## ASSIGNED TASK
Copy every line from the material below that holds "Fails".

## RECORDS
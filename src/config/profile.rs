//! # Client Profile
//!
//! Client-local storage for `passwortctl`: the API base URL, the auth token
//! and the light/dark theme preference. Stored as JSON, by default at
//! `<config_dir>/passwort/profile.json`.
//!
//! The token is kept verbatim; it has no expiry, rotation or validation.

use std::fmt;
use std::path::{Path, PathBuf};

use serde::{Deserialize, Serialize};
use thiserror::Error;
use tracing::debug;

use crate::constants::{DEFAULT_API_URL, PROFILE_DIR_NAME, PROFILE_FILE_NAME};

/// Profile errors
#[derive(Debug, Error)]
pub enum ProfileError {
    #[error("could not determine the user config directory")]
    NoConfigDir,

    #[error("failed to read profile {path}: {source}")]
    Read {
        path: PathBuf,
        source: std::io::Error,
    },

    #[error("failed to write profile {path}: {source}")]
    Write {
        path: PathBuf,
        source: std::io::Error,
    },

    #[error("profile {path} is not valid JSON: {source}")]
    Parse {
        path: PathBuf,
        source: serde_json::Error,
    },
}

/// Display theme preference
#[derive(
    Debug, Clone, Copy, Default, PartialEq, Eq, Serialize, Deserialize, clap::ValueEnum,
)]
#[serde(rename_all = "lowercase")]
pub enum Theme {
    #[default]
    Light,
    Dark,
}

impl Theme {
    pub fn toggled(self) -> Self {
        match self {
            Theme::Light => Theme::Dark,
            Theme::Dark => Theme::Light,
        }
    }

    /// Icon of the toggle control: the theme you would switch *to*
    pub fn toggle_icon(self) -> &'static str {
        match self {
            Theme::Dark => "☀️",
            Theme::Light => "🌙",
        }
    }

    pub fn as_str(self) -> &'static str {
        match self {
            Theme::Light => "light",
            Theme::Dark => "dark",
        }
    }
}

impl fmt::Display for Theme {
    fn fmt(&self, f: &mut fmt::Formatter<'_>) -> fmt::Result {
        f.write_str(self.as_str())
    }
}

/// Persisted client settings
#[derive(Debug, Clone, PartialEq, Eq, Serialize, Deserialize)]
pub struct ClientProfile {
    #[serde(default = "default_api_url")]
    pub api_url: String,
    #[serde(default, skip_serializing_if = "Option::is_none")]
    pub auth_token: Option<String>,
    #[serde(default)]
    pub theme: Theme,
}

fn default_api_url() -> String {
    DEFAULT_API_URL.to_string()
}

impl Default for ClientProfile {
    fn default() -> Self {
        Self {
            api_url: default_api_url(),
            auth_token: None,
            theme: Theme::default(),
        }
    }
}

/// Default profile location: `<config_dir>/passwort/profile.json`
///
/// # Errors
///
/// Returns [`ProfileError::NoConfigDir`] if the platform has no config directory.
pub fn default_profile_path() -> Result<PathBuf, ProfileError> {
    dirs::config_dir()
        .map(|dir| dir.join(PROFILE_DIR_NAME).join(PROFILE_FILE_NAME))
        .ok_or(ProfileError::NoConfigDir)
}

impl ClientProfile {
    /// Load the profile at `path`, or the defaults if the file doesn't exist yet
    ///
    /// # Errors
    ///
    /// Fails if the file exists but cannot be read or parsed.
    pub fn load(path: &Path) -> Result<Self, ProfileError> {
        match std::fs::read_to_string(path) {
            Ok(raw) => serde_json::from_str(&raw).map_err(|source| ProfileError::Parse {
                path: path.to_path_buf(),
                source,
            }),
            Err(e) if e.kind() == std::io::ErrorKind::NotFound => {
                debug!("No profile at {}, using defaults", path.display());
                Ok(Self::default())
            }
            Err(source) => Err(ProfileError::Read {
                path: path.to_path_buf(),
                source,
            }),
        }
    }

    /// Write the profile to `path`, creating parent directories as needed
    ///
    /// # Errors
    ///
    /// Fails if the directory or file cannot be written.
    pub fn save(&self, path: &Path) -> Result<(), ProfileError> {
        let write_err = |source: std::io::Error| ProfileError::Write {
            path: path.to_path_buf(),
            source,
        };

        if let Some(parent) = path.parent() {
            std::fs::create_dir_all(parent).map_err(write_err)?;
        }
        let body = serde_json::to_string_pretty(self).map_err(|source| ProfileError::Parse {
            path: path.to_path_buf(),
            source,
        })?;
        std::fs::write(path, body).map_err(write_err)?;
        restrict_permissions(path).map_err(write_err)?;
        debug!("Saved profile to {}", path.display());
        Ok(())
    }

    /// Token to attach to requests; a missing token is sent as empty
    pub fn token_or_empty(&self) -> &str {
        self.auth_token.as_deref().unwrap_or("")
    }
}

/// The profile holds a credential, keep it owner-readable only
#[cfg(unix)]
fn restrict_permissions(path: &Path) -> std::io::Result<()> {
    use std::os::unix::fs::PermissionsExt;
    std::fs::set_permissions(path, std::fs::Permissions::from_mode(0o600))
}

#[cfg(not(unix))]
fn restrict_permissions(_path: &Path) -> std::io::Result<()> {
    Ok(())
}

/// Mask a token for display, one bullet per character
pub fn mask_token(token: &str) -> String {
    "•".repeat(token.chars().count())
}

## YOUR RESPONSE
    /// Fails if the file exists but cannot be read or parsed.
    /// Fails if the directory or file cannot be written.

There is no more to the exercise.